Data Point: Oil Demand

Niranjan Rajadhyaksha - Thursday, August 14, 2008 5:28 PM

 

Higher prices mean lower demand: that's elementary economics.

And rising oil prices should cut demand for petroleum products. But have they?

No. 

Why? This is what the US Energy Information Administration says in its new Short-Term Energy Outlook (the pdf is here).

"Over the next year and a half, lower OECD consumption is expected to be more than offset by continued non-OECD consumption growth, led by China, the Middle East, Latin America, and India.  Further consumption declines in the OECD nations, coupled with the move to reduce subsidies in large parts of the developing world, should limit future world consumption growth."

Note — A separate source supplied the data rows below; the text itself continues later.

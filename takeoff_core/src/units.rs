//! # Units and Rounding
//!
//! Quantities are plain `f64` values in SI units (m, m², m³, kg). This module
//! holds the unit tags carried on takeoff lines and the rounding policy that
//! every quantity derivation applies as its final step.
//!
//! ## Rounding
//!
//! Rounding happens once, at the end of a derivation. Intermediate values
//! (gross area, deductions, waste multiplier) are kept at full precision so
//! that two rounding passes never compound.
//!
//! ```rust
//! use takeoff_core::units::{round_to, format_fixed};
//!
//! assert_eq!(round_to(31.49999, 3), 31.5);
//! assert_eq!(format_fixed(31.5, 2), "31.50");
//! ```

use serde::{Deserialize, Serialize};

use crate::errors::{CalcError, CalcResult};

/// Default number of decimal places when a finish type or calculation does
/// not specify one.
pub const DEFAULT_ROUNDING: u32 = 3;

/// Most decimal places a quantity can carry; beyond this `f64` has no digits left.
pub const MAX_ROUNDING: u32 = 15;

/// Check a configured number of decimal places against [`MAX_ROUNDING`].
pub fn validate_rounding(field: &str, decimals: u32) -> CalcResult<u32> {
    if decimals > MAX_ROUNDING {
        return Err(CalcError::invalid_input(
            field,
            decimals.to_string(),
            format!("Rounding must be between 0 and {} decimal places", MAX_ROUNDING),
        ));
    }
    Ok(decimals)
}

/// Unit of measure for a takeoff quantity.
#[derive(Debug, Clone, Copy, PartialEq, Eq, Hash, PartialOrd, Ord, Serialize, Deserialize)]
pub enum Unit {
    /// Linear meters
    #[serde(rename = "m")]
    Meter,
    /// Square meters
    #[serde(rename = "m2")]
    SquareMeter,
    /// Cubic meters
    #[serde(rename = "m3")]
    CubicMeter,
    /// Kilograms
    #[serde(rename = "kg")]
    Kilogram,
    /// Counted items
    #[serde(rename = "pcs")]
    Each,
    /// Lump sum
    #[serde(rename = "ls")]
    LumpSum,
}

impl Unit {
    pub fn symbol(&self) -> &'static str {
        match self {
            Unit::Meter => "m",
            Unit::SquareMeter => "m²",
            Unit::CubicMeter => "m³",
            Unit::Kilogram => "kg",
            Unit::Each => "pcs",
            Unit::LumpSum => "l.s.",
        }
    }
}

impl std::fmt::Display for Unit {
    fn fmt(&self, f: &mut std::fmt::Formatter<'_>) -> std::fmt::Result {
        write!(f, "{}", self.symbol())
    }
}

/// Round `value` to `decimals` places (half away from zero).
///
/// Negative zero is normalized to zero so formatted output never shows "-0.000".
/// `decimals` above [`MAX_ROUNDING`] is treated as [`MAX_ROUNDING`].
pub fn round_to(value: f64, decimals: u32) -> f64 {
    let factor = 10f64.powi(decimals.min(MAX_ROUNDING) as i32);
    let rounded = (value * factor).round() / factor;
    if rounded == 0.0 {
        0.0
    } else {
        rounded
    }
}

/// Format `value` with exactly `decimals` places.
pub fn format_fixed(value: f64, decimals: u32) -> String {
    format!("{:.*}", decimals as usize, round_to(value, decimals))
}

/// Format an input value for formula text using its shortest exact representation.
pub fn format_input(value: f64) -> String {
    if value == 0.0 {
        "0".to_string()
    } else {
        format!("{}", value)
    }
}

/// Format a fractional waste allowance as a percentage ("0.05" -> "5%").
pub fn format_percent(fraction: f64) -> String {
    format!("{}%", format_input(round_to(fraction * 100.0, 6)))
}

#[cfg(test)]
mod tests {
    use super::*;

    #[test]
    fn test_round_to() {
        assert_eq!(round_to(1.23456, 3), 1.235);
        assert_eq!(round_to(1.23456, 0), 1.0);
        assert_eq!(round_to(-0.0001, 3), 0.0);
        assert_eq!(round_to(1.89, 3), 1.89);
    }

    #[test]
    fn test_round_to_large_decimals_stays_finite() {
        assert_eq!(round_to(31.5, 400), 31.5);
        assert_eq!(round_to(2.25, u32::MAX), 2.25);
    }

    #[test]
    fn test_validate_rounding() {
        assert_eq!(validate_rounding("rounding", 0).unwrap(), 0);
        assert_eq!(validate_rounding("rounding", MAX_ROUNDING).unwrap(), MAX_ROUNDING);
        assert!(matches!(
            validate_rounding("rounding", 16),
            Err(CalcError::InvalidInput { .. })
        ));
    }

    #[test]
    fn test_format_fixed_matches_decimals() {
        assert_eq!(format_fixed(30.0, 3), "30.000");
        assert_eq!(format_fixed(30.0, 0), "30");
        assert_eq!(format_fixed(1.005, 2).split('.').nth(1).unwrap().len(), 2);
    }

    #[test]
    fn test_format_inputs() {
        assert_eq!(format_input(5.0), "5");
        assert_eq!(format_input(2.5), "2.5");
        assert_eq!(format_percent(0.05), "5%");
        assert_eq!(format_percent(0.125), "12.5%");
    }

    #[test]
    fn test_unit_serialization() {
        let json = serde_json::to_string(&Unit::SquareMeter).unwrap();
        assert_eq!(json, "\"m2\"");
    }
}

The US is clearly consuming less oil (Hat tip: Econbrowser)

 

 

But look at the global numbers as well. 

 

The fact that the OECD countries are flirting with recession is one obvious reason why demand will drop there. But surely the fact that consumers in Europe and the US are paying market prices for fuel while consumers in our part of the world get subsidies also matters.

There is no incentive for us right now to cut our dependence on oil. Look at what's been happening to diesel sales in India.

"India's diesel demand is growing at an unexpectedly high rate of 23-24 percent, the oil minister said on Wednesday, causing shortages in some regions.In the April-June quarter diesel sales by oil firms rose sharply, registering annual growth of nearly 18 percent, largely due to use of diesel for power generation."

That's from a Reuters report.

Moral of the story: subsidies are not a good way to protect energy security.